[Collected data entries]
◇ ◇ ◇

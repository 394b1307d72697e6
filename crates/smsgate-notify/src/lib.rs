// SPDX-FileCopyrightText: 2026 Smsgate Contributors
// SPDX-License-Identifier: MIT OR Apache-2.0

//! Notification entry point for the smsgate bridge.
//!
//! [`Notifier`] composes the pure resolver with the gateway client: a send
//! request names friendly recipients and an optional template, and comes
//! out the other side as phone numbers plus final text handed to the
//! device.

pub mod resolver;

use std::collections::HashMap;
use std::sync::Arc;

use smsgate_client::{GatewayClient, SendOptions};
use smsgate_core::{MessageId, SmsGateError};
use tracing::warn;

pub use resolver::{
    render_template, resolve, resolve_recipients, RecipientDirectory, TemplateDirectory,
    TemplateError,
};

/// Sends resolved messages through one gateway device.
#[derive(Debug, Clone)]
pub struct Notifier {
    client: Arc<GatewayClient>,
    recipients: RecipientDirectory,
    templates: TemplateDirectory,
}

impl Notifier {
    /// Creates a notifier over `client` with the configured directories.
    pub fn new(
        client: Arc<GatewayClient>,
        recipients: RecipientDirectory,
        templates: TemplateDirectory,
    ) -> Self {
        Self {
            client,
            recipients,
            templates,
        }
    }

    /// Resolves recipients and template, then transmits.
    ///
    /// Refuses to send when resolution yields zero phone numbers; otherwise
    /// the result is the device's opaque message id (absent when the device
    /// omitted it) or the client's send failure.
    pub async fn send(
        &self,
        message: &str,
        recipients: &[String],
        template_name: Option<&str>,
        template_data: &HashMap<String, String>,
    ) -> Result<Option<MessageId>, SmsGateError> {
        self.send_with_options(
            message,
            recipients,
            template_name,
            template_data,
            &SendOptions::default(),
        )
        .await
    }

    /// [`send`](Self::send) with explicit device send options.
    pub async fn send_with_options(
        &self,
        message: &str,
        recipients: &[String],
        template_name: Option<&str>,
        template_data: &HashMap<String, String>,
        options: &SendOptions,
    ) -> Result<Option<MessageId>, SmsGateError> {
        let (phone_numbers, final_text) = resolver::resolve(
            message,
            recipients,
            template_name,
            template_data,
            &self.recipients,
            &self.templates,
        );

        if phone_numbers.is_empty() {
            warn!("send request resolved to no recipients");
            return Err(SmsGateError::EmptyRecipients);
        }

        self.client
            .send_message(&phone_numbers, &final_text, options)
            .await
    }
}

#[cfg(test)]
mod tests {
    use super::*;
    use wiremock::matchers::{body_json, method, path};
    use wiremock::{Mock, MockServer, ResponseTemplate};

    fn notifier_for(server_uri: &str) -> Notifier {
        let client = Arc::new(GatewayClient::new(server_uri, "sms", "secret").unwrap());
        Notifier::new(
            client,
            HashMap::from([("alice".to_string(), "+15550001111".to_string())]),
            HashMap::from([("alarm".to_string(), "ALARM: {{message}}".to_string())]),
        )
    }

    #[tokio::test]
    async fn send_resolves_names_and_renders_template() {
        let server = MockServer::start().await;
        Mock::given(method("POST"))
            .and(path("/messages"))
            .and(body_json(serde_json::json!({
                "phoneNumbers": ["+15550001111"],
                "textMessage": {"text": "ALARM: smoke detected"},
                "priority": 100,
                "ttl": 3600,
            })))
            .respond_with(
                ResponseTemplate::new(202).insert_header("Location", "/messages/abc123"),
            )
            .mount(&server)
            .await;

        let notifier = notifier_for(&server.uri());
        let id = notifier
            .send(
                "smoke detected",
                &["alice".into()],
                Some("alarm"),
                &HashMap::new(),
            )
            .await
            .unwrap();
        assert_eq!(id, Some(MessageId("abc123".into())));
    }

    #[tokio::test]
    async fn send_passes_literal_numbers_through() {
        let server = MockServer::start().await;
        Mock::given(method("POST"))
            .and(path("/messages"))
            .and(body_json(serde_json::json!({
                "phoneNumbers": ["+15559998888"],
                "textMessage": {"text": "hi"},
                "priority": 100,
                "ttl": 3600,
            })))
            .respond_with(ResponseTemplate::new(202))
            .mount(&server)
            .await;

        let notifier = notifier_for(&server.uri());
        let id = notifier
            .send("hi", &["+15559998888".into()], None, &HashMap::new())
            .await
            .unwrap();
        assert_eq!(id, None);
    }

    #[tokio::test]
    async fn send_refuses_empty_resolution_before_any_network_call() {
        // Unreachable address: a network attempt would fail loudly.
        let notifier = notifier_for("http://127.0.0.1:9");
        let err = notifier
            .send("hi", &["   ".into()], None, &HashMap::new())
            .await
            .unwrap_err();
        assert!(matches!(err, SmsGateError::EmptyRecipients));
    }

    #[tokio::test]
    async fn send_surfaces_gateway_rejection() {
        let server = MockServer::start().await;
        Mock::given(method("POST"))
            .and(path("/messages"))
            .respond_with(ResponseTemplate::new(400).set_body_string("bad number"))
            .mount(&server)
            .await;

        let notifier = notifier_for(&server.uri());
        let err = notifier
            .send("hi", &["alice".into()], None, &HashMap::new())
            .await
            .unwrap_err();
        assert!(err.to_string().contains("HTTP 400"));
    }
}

◇ ◇ ◇

When you find a line in the records that contains the word "GatewayClient", copy it.

Written reply:
use smsgate_client::{GatewayClient, SendOptions};
    client: Arc<GatewayClient>,
        client: Arc<GatewayClient>,
        let client = Arc::new(GatewayClient::new(server_uri, "sms", "secret").unwrap());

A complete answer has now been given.